– Расстегни!
Иосиф Георгиевич торопливо, но и с торжественностью подчинился, дрожащими пальцами расстегнул крючочки, она подхватила опавший лифчик, бросила поверх платья.
«Высший пик мужественности для мужчины – это женщина, – спустя известное время расслабленно подумал доктор. – Именно так».
Потом они, сидя на кушетке со сведенными коленками, пили разбавленный спирт, пьянели, дурея от самой ситуации: они, коллеги, многие годы разделенные субординацией, ныне потеряли рассудок, стыд, жадно искали остроту ощущений, а может, просто спасались от одиночества.
К дверям несколько раз подходили дежурная медсестра и санитарка, прислушивались к смеху и искаженным алкоголем голосам, ошалело переглядывались, боясь произнести вслух страшную догадку: главврач и старшая медсестра, высоконравственные, безгрешные и добродетельные, обезумели. Иначе как было расценить животные стоны и крики?
Под утро, совершенно очумевшие и обессилевшие, Иосиф Георгиевич и Аделаида наконец уснули, тесно прижавшись друг к другу. Разбудили их громкие голоса и стук в дверь. Они вскочили, ошалело глянули друг на друга, опрометью бросились к одежде. Ада оделась первой, глянула на себя в зеркало, быстро поправила короткие волосы, достала косметичку, пожевала подкрашенными губами – для равномерного распределения помады по поверхности.
Она выскользнула, чуть не сбив с ног тщедушного больного, торчавшего под дверью; ее каблучки надменно и уверенно простучали в коридоре. До вечера ждать не было никаких сил, и Иосиф Георгиевич, промучившись полтора часа, вызвал Аду к себе, закрыл дверь на ключ и стал поспешно снимать с нее одежды.
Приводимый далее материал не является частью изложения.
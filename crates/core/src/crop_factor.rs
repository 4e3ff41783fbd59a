use regex::{Regex, RegexBuilder};
use thiserror::Error;

/// Built-in rules, most specific first. A "Pro" variant has to precede its
/// base family or it would be classified under the family multiplier.
const BUILTIN_RULES: &[(&str, f64)] = &[
    (r"iPhone\s*(1[5-6])\s*Pro", 7.0),
    (r"iPhone\s*1[4-6]", 6.86),
    (r"iPhone\s*13\s*Pro", 6.0),
    (r"iPhone", 5.7),
    (r"Pixel\s*8\s*Pro", 6.7),
    (r"Pixel", 6.0),
    (r"Galaxy\s*S2[34]\s*Ultra", 6.6),
    (r"Galaxy\s*S", 6.0),
];

#[derive(Debug, Error)]
pub enum CropFactorError {
    #[error("invalid camera model pattern `{pattern}`: {source}")]
    InvalidPattern {
        pattern: String,
        #[source]
        source: regex::Error,
    },
    #[error("crop factor for `{pattern}` must be a positive number, got {multiplier}")]
    InvalidMultiplier { pattern: String, multiplier: f64 },
}

#[derive(Debug, Clone)]
pub struct CropFactorRule {
    pattern: Regex,
    multiplier: f64,
}

impl CropFactorRule {
    pub fn new(pattern: &str, multiplier: f64) -> Result<Self, CropFactorError> {
        if !multiplier.is_finite() || multiplier <= 0.0 {
            return Err(CropFactorError::InvalidMultiplier {
                pattern: pattern.to_string(),
                multiplier,
            });
        }

        let regex = RegexBuilder::new(pattern)
            .case_insensitive(true)
            .build()
            .map_err(|source| CropFactorError::InvalidPattern {
                pattern: pattern.to_string(),
                source,
            })?;

        Ok(Self {
            pattern: regex,
            multiplier,
        })
    }

    pub fn pattern(&self) -> &str {
        self.pattern.as_str()
    }

    pub fn multiplier(&self) -> f64 {
        self.multiplier
    }

    fn matches(&self, model: &str) -> bool {
        self.pattern.is_match(model)
    }
}

/// Ordered camera-model rules used to estimate a 35mm-equivalent focal length.
/// First match wins.
#[derive(Debug, Clone)]
pub struct CropFactorTable {
    rules: Vec<CropFactorRule>,
}

impl CropFactorTable {
    pub fn new(rules: Vec<CropFactorRule>) -> Self {
        Self { rules }
    }

    pub fn builtin() -> Result<Self, CropFactorError> {
        Self::with_user_rules(&[])
    }

    /// User rules are consulted before the built-in ones.
    pub fn with_user_rules(user_rules: &[(String, f64)]) -> Result<Self, CropFactorError> {
        let mut rules = Vec::with_capacity(user_rules.len() + BUILTIN_RULES.len());
        for (pattern, multiplier) in user_rules {
            rules.push(CropFactorRule::new(pattern, *multiplier)?);
        }
        for (pattern, multiplier) in BUILTIN_RULES {
            rules.push(CropFactorRule::new(pattern, *multiplier)?);
        }
        Ok(Self::new(rules))
    }

    pub fn lookup(&self, model: &str) -> Option<f64> {
        self.rules
            .iter()
            .find(|rule| rule.matches(model))
            .map(CropFactorRule::multiplier)
    }

    pub fn rules(&self) -> &[CropFactorRule] {
        &self.rules
    }
}
mod config;
mod generators;
mod metrics;
mod request;
mod session;
mod state;

pub use config::{WalkConfig, DEFAULT_STEPS, FIXED_SEED, MAX_STEPS, MIN_STEPS};
pub use generators::{simulate, WalkGenerator, WalkPath};
pub use metrics::{compute_metrics, running_max, WalkMetrics};
pub use request::{RequestError, SeedMode, SimulationRequest};
pub use session::{run_simulation, select_seed, OsSeedSource, SeedSource, SimulationOutcome};
pub use state::SeedCache;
Но, к их досаде, кто-то постучал, Ада поспешно застегнула халат, доктор, скрежеща ключом и зубами, открыл дверь. На пороге стоял Житейский.
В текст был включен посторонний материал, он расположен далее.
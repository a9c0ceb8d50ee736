mod config;
mod wiring;

use std::error::Error;

use api::AppState;
use tokio::net::TcpListener;
use tracing::info;
use tracing_subscriber::{layer::SubscriberExt, util::SubscriberInitExt, EnvFilter};
use ui::{Profile, ProfileError};

#[tokio::main]
async fn main() -> Result<(), Box<dyn Error>> {
    let config = config::Config::from_env()?;
    init_tracing(&config.log_level);

    let profile = load_profile(&config)?;
    info!(
        listen_addr = %config.listen_addr,
        photo_path = %config.photo_path.display(),
        profile = %profile.name,
        max_sessions = config.max_sessions,
        "intro server configuration loaded"
    );

    let state = AppState::new(profile, config.max_sessions);
    let listener = TcpListener::bind(config.listen_addr).await?;
    info!(address = %listener.local_addr()?, "listening");

    axum::serve(listener, wiring::build_app(state, config.photo_path)).await?;
    Ok(())
}

fn init_tracing(log_level: &str) {
    tracing_subscriber::registry()
        .with(EnvFilter::try_from_default_env().unwrap_or_else(|_| EnvFilter::new(log_level)))
        .with(tracing_subscriber::fmt::layer())
        .init();
}

fn load_profile(config: &config::Config) -> Result<Profile, ProfileError> {
    match &config.profile_path {
        Some(path) => Profile::from_json_file(path),
        None => Ok(Profile::default()),
    }
}
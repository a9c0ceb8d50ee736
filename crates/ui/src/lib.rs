mod profile;

pub use profile::{Profile, ProfileError, ProfileSection};

pub fn index_html() -> &'static str {
    include_str!("../static/index.html")
}

pub fn styles_css() -> &'static str {
    include_str!("../static/styles.css")
}

pub fn app_js() -> &'static str {
    include_str!("../static/app.js")
}
use rand::{rngs::OsRng, RngCore};
use serde::Serialize;
use tracing::debug;

use crate::{
    config::FIXED_SEED,
    generators::{simulate, WalkPath},
    metrics::{compute_metrics, WalkMetrics},
    request::{SeedMode, SimulationRequest},
    state::SeedCache,
};

pub trait SeedSource {
    fn draw_seed(&mut self) -> u32;
}

/// Draws seeds from the operating system's CSPRNG.
#[derive(Debug, Default, Clone, Copy)]
pub struct OsSeedSource;

impl SeedSource for OsSeedSource {
    fn draw_seed(&mut self) -> u32 {
        OsRng.next_u32()
    }
}

#[derive(Debug, Clone, PartialEq, Serialize)]
pub struct SimulationOutcome {
    pub seed: u32,
    pub seed_mode: SeedMode,
    pub path: WalkPath,
    pub metrics: WalkMetrics,
}

/// Fixed mode always yields [`FIXED_SEED`] and leaves the cache alone, even
/// when `regenerate` is set. Random mode draws a new seed when the cache is
/// empty or a regeneration was requested, otherwise reuses the cached one.
pub fn select_seed<S: SeedSource>(
    cache: &mut SeedCache,
    seed_mode: SeedMode,
    regenerate: bool,
    source: &mut S,
) -> u32 {
    match seed_mode {
        SeedMode::Fixed => FIXED_SEED,
        SeedMode::Random => match cache.seed() {
            Some(seed) if !regenerate => seed,
            _ => {
                let seed = source.draw_seed();
                debug!(seed, regenerate, "drew fresh walk seed");
                cache.store(seed);
                seed
            }
        },
    }
}

pub fn run_simulation<S: SeedSource>(
    request: &SimulationRequest,
    cache: &mut SeedCache,
    source: &mut S,
) -> SimulationOutcome {
    let seed = select_seed(cache, request.seed_mode(), request.regenerate(), source);
    let path = simulate(request.step_count(), seed);
    let metrics = compute_metrics(&path);

    SimulationOutcome {
        seed,
        seed_mode: request.seed_mode(),
        path,
        metrics,
    }
}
– На утренний обход идете? – спросил он.
– Нет, пожалуй. Сегодня без меня. Надо подготовить кое-какие срочные документы, – соврал Иосиф Георгиевич.
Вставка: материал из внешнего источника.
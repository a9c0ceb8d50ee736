use std::{
    io,
    path::{Path, PathBuf},
    sync::Arc,
};

use api::AppState;
use axum::{
    http::{header, StatusCode},
    response::{Html, IntoResponse, Response},
    routing::get,
    Router,
};
use tower_http::trace::TraceLayer;
use tracing::{debug, warn};

pub fn build_app(state: AppState, photo_path: PathBuf) -> Router {
    let photo_path = Arc::new(photo_path);

    api::app_with_state(state)
        .route("/", get(index))
        .route("/static/styles.css", get(styles))
        .route("/static/app.js", get(script))
        .route(
            "/photo",
            get(move || {
                let photo_path = Arc::clone(&photo_path);
                async move { serve_photo(&photo_path).await }
            }),
        )
        .route("/health", get(healthcheck))
        .layer(TraceLayer::new_for_http())
}

async fn healthcheck() -> &'static str {
    "ok"
}

async fn index() -> Html<&'static str> {
    Html(ui::index_html())
}

async fn styles() -> impl IntoResponse {
    ([(header::CONTENT_TYPE, "text/css; charset=utf-8")], ui::styles_css())
}

async fn script() -> impl IntoResponse {
    (
        [(header::CONTENT_TYPE, "text/javascript; charset=utf-8")],
        ui::app_js(),
    )
}

async fn serve_photo(path: &Path) -> Response {
    let Some(content_type) = photo_content_type(path) else {
        warn!(path = %path.display(), "photo has unsupported extension");
        return StatusCode::NOT_FOUND.into_response();
    };

    match tokio::fs::read(path).await {
        Ok(bytes) => ([(header::CONTENT_TYPE, content_type)], bytes).into_response(),
        Err(err) if err.kind() == io::ErrorKind::NotFound => {
            debug!(path = %path.display(), "photo not found");
            StatusCode::NOT_FOUND.into_response()
        }
        Err(err) => {
            warn!(path = %path.display(), error = %err, "failed to read photo");
            StatusCode::INTERNAL_SERVER_ERROR.into_response()
        }
    }
}

fn photo_content_type(path: &Path) -> Option<&'static str> {
    let extension = path.extension()?.to_str()?.to_ascii_lowercase();
    match extension.as_str() {
        "jpg" | "jpeg" => Some("image/jpeg"),
        "png" => Some("image/png"),
        _ => None,
    }
}
use std::{
    collections::BTreeMap,
    sync::{
        atomic::{AtomicU64, Ordering},
        Arc, Mutex, MutexGuard, PoisonError,
    },
};

use thiserror::Error;
use tracing::{debug, info};
use ui::Profile;
use walk_core::{
    run_simulation, OsSeedSource, SeedCache, SeedSource, SimulationOutcome, SimulationRequest,
    WalkConfig,
};

pub const DEFAULT_MAX_SESSIONS: usize = 1024;

#[derive(Clone, Copy, Debug, Eq, PartialEq, Error)]
pub enum SessionError {
    #[error("session id space exhausted")]
    IdOverflow,
    #[error("unknown session {0}")]
    UnknownSession(u64),
}

#[derive(Clone, Debug)]
pub struct AppState {
    next_session_id: Arc<AtomicU64>,
    sessions: Arc<Mutex<BTreeMap<u64, SeedCache>>>,
    max_sessions: usize,
    profile: Arc<Profile>,
    walk_config: WalkConfig,
}

impl Default for AppState {
    fn default() -> Self {
        Self::new(Profile::default(), DEFAULT_MAX_SESSIONS)
    }
}

impl AppState {
    pub fn new(profile: Profile, max_sessions: usize) -> Self {
        Self {
            next_session_id: Arc::new(AtomicU64::new(0)),
            sessions: Arc::new(Mutex::new(BTreeMap::new())),
            max_sessions: max_sessions.max(1),
            profile: Arc::new(profile),
            walk_config: WalkConfig::default(),
        }
    }

    pub fn profile(&self) -> &Profile {
        &self.profile
    }

    pub fn walk_config(&self) -> WalkConfig {
        self.walk_config
    }

    pub fn create_session(&self) -> Result<u64, SessionError> {
        let previous = self
            .next_session_id
            .fetch_update(Ordering::Relaxed, Ordering::Relaxed, |current| {
                current.checked_add(1)
            })
            .map_err(|_| SessionError::IdOverflow)?;
        let session_id = previous + 1;

        let mut sessions = self.lock_sessions();
        sessions.insert(session_id, SeedCache::new());
        while sessions.len() > self.max_sessions {
            if let Some((evicted, _)) = sessions.pop_first() {
                debug!(session_id = evicted, "evicted oldest session");
            }
        }
        info!(session_id, active_sessions = sessions.len(), "session created");

        Ok(session_id)
    }

    pub fn end_session(&self, session_id: u64) -> Result<(), SessionError> {
        self.lock_sessions()
            .remove(&session_id)
            .map(|_| ())
            .ok_or(SessionError::UnknownSession(session_id))
    }

    pub fn session_count(&self) -> usize {
        self.lock_sessions().len()
    }

    pub fn run_walk(
        &self,
        session_id: u64,
        request: &SimulationRequest,
    ) -> Result<SimulationOutcome, SessionError> {
        self.run_walk_with(session_id, request, &mut OsSeedSource)
    }

    pub fn run_walk_with<S: SeedSource>(
        &self,
        session_id: u64,
        request: &SimulationRequest,
        source: &mut S,
    ) -> Result<SimulationOutcome, SessionError> {
        let mut sessions = self.lock_sessions();
        let cache = sessions
            .get_mut(&session_id)
            .ok_or(SessionError::UnknownSession(session_id))?;
        let outcome = run_simulation(request, cache, source);

        info!(
            session_id,
            seed = outcome.seed,
            seed_mode = outcome.seed_mode.as_str(),
            step_count = request.step_count(),
            endpoint = outcome.metrics.endpoint,
            "walk simulated"
        );
        Ok(outcome)
    }

    fn lock_sessions(&self) -> MutexGuard<'_, BTreeMap<u64, SeedCache>> {
        self.sessions.lock().unwrap_or_else(PoisonError::into_inner)
    }

    #[cfg(test)]
    pub(crate) fn with_next_session_id_for_test(next_session_id: u64) -> Self {
        let state = Self::default();
        state
            .next_session_id
            .store(next_session_id, Ordering::Relaxed);
        state
    }
}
Они снова закрылись, и опять кто-то начал рваться. Доктор чуть не взвыл от досады.
– Я сейчас привезу Малакину, – тихо сказала Ада. – После приема пищи она в дремотном состоянии. Мы закроемся, как будто для сеанса гипнотерапии…
Она так и сделала: привезла на тележке больную, которая едва подавала признаки жизни. Шрамм повесил на дверь табличку: «Не входить! Сеанс гипноза!» Придвинув тележку с Малакиной к окну, они вновь разделись и бросились в объятия друг друга. «Экий, однако, эксгибиционизм», – подумал доктор, заметив, что Малакина наблюдает за ними из-под прищуренных век…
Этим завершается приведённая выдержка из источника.